Confidence is based on two variables:
- The purity of the terminal node
- The number of instances in the node
The purity of the node gives us a base probability of being correct. If there are, say, 10 examples at the node and eight of them are positive, when BigML predicts positive the prediction should be right eighty percent of the time. However, since there are only ten examples, the estimate of that probability might be wrong; it might actually be seventy or ninety percent, which it can be discovered by looking at more data. Since presumably there isn't more data, BigML uses a formula that balances the proportion of the predicted class against the uncertainty of having only a small number of instances. This formula is the lower bound of the Wilson score interval. In the previous example where there are eight correct instances out of a total of ten, the confidence applying that formula would be 49%.

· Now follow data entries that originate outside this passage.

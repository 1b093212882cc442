//! JSON HTTP client for the CodeNest backend with bearer-token interception.
//!
//! Every dispatch reads the access token from the credential store at send time,
//! so a request issued after a refresh always carries the new token. A `401` on a
//! first attempt hands the failed token to the [`RefreshCoordinator`] and, if it
//! produces a token, re-sends the request once as a retry. Retries never refresh
//! again.

use super::{
    errors::{map_request_error, ApiError},
    refresh::RefreshCoordinator,
};
use crate::{
    auth::{navigation::Navigator, state::SessionState, store::CredentialStore},
    config::AppConfig,
};
use reqwest::Method;
use secrecy::{ExposeSecret, SecretString};
use serde::{de::DeserializeOwned, Serialize};
use serde_json::Value;
use std::sync::Arc;
use tracing::{debug, info_span, Instrument};

/// An outgoing request plus the number of times it has already been sent.
#[derive(Clone, Debug)]
pub struct ApiRequest {
    pub method: Method,
    pub path: String,
    pub body: Option<Value>,
    attempt: u8,
}

impl ApiRequest {
    #[must_use]
    pub fn new(method: Method, path: impl Into<String>) -> Self {
        Self {
            method,
            path: path.into(),
            body: None,
            attempt: 0,
        }
    }

    #[must_use]
    pub fn get(path: impl Into<String>) -> Self {
        Self::new(Method::GET, path)
    }

    #[must_use]
    pub fn post(path: impl Into<String>) -> Self {
        Self::new(Method::POST, path)
    }

    #[must_use]
    pub fn put(path: impl Into<String>) -> Self {
        Self::new(Method::PUT, path)
    }

    /// Attaches a JSON body.
    /// # Errors
    /// Returns `ApiError::Serialization` if the body cannot be encoded.
    pub fn json<B: Serialize + ?Sized>(mut self, body: &B) -> Result<Self, ApiError> {
        let value = serde_json::to_value(body)
            .map_err(|err| ApiError::Serialization(format!("Failed to encode request: {err}")))?;
        self.body = Some(value);
        Ok(self)
    }

    #[must_use]
    pub fn attempt(&self) -> u8 {
        self.attempt
    }

    #[must_use]
    pub fn is_retry(&self) -> bool {
        self.attempt > 0
    }

    #[must_use]
    pub fn retried(mut self) -> Self {
        self.attempt = self.attempt.saturating_add(1);
        self
    }
}

/// Status and raw body of a backend answer.
#[derive(Clone, Debug)]
pub struct RawResponse {
    pub status: u16,
    pub body: String,
}

impl RawResponse {
    #[must_use]
    pub fn is_success(&self) -> bool {
        (200..300).contains(&self.status)
    }

    /// Decodes the body as JSON.
    /// # Errors
    /// Returns `ApiError::Parse` if the body does not match `T`.
    pub fn json<T: DeserializeOwned>(&self) -> Result<T, ApiError> {
        serde_json::from_str(&self.body)
            .map_err(|err| ApiError::Parse(format!("Failed to decode response: {err}")))
    }

    fn into_result(self) -> Result<Self, ApiError> {
        if self.is_success() {
            Ok(self)
        } else {
            Err(ApiError::from_response(self.status, &self.body))
        }
    }
}

/// Uninstrumented sender shared by the client and the refresh coordinator.
#[derive(Clone)]
pub(crate) struct Transport {
    http: reqwest::Client,
    base_url: String,
}

impl Transport {
    pub(crate) fn new(config: &AppConfig) -> Result<Self, ApiError> {
        let http = reqwest::Client::builder()
            .user_agent(config.user_agent.as_str())
            .timeout(config.request_timeout)
            .build()
            .map_err(|err| ApiError::Config(format!("Failed to build HTTP client: {err}")))?;

        Ok(Self {
            http,
            base_url: config.api_base_url.clone(),
        })
    }

    pub(crate) fn url(&self, path: &str) -> String {
        build_url_with_base(&self.base_url, path)
    }

    pub(crate) async fn dispatch(
        &self,
        request: &ApiRequest,
        bearer: Option<&SecretString>,
    ) -> Result<RawResponse, ApiError> {
        let url = self.url(&request.path);

        let mut builder = self.http.request(request.method.clone(), &url);
        if let Some(token) = bearer {
            builder = builder.bearer_auth(token.expose_secret());
        }
        if let Some(body) = &request.body {
            builder = builder.json(body);
        }

        let span = info_span!(
            "api.request",
            http.method = %request.method,
            url = %url,
            attempt = request.attempt
        );
        let response = builder
            .send()
            .instrument(span)
            .await
            .map_err(|err| map_request_error(&err))?;

        let status = response.status().as_u16();
        let body = response
            .text()
            .await
            .map_err(|err| map_request_error(&err))?;

        Ok(RawResponse { status, body })
    }
}

/// Builds a URL from an explicit base URL and the provided path.
fn build_url_with_base(base_url: &str, path: &str) -> String {
    let base = base_url.trim().trim_end_matches('/');
    let path = path.trim();

    if base.is_empty() {
        path.to_string()
    } else {
        format!("{}/{}", base, path.trim_start_matches('/'))
    }
}

/// Backend client. Cloning is cheap and clones share the refresh coordinator.
#[derive(Clone)]
pub struct ApiClient {
    inner: Arc<ClientInner>,
}

struct ClientInner {
    transport: Transport,
    store: CredentialStore,
    refresher: RefreshCoordinator,
}

impl ApiClient {
    /// # Errors
    /// Returns `ApiError::Config` if the HTTP client cannot be built.
    pub fn new(
        config: &AppConfig,
        store: CredentialStore,
        state: SessionState,
        navigator: Arc<dyn Navigator>,
    ) -> Result<Self, ApiError> {
        let transport = Transport::new(config)?;
        let refresher =
            RefreshCoordinator::new(transport.clone(), store.clone(), state, navigator);

        Ok(Self {
            inner: Arc::new(ClientInner {
                transport,
                store,
                refresher,
            }),
        })
    }

    #[must_use]
    pub fn store(&self) -> &CredentialStore {
        &self.inner.store
    }

    #[must_use]
    pub fn refresher(&self) -> &RefreshCoordinator {
        &self.inner.refresher
    }

    /// Sends `request`, recovering from one `401` through a token refresh.
    ///
    /// When the refresh cannot produce a token the original `401` is returned,
    /// unless the refresh failed for a transient reason (network, timeout, 5xx),
    /// which is returned instead.
    /// # Errors
    /// Returns `ApiError::Http` for non-2xx answers and transport errors otherwise.
    pub async fn send(&self, request: ApiRequest) -> Result<RawResponse, ApiError> {
        let mut request = request;

        loop {
            let token = self.inner.store.access_token();
            let response = self.inner.transport.dispatch(&request, token.as_ref()).await?;

            if response.status != 401 || request.is_retry() {
                return response.into_result();
            }

            debug!(path = %request.path, "access token rejected, refreshing");

            match self.inner.refresher.refresh(token.as_ref()).await {
                Ok(_) => request = request.retried(),
                Err(err) if err.is_transient() => return Err(err),
                Err(err) => {
                    debug!(path = %request.path, "refresh did not recover the request: {err}");
                    return response.into_result();
                }
            }
        }
    }

    /// Sends `request` and decodes the JSON answer.
    /// # Errors
    /// See [`ApiClient::send`]; also returns `ApiError::Parse` on undecodable bodies.
    pub async fn execute<T: DeserializeOwned>(&self, request: ApiRequest) -> Result<T, ApiError> {
        self.send(request).await?.json()
    }

    /// # Errors
    /// See [`ApiClient::execute`].
    pub async fn get_json<T: DeserializeOwned>(&self, path: &str) -> Result<T, ApiError> {
        self.execute(ApiRequest::get(path)).await
    }

    /// # Errors
    /// See [`ApiClient::execute`].
    pub async fn post_json<B: Serialize + ?Sized, T: DeserializeOwned>(
        &self,
        path: &str,
        body: &B,
    ) -> Result<T, ApiError> {
        self.execute(ApiRequest::post(path).json(body)?).await
    }

    /// Posts JSON and ignores the answer body.
    /// # Errors
    /// See [`ApiClient::send`].
    pub async fn post_json_empty<B: Serialize + ?Sized>(
        &self,
        path: &str,
        body: &B,
    ) -> Result<(), ApiError> {
        self.send(ApiRequest::post(path).json(body)?).await.map(|_| ())
    }

    /// Posts without a body and decodes the JSON answer.
    /// # Errors
    /// See [`ApiClient::execute`].
    pub async fn post_empty<T: DeserializeOwned>(&self, path: &str) -> Result<T, ApiError> {
        self.execute(ApiRequest::post(path)).await
    }

    /// # Errors
    /// See [`ApiClient::execute`].
    pub async fn put_json<B: Serialize + ?Sized, T: DeserializeOwned>(
        &self,
        path: &str,
        body: &B,
    ) -> Result<T, ApiError> {
        self.execute(ApiRequest::put(path).json(body)?).await
    }
}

The confidence BigML reports can be considered a pessimistic estimate of the accuracy at the terminal node that we are pretty sure it is lower than the true accuracy at that node.
The image below shows how BigML displays the confidence when using the BigML Dashboard. Take a look at the following model. The selected prediction path assumes that at least 60 instances (customers), which represent 2.25% of the data, will churn at the end of the month with a confidence of 93.98%.
For the regression trees (with a numeric objective field) BigML has expected error, which follows the same approach as the confidence for classification models. It means BigML can expect that the prediction error is better than the error provided at the node you are analyzing. In other words, BigML reports a value for the error that has a high probability of being worse than the average error you will see when using the model.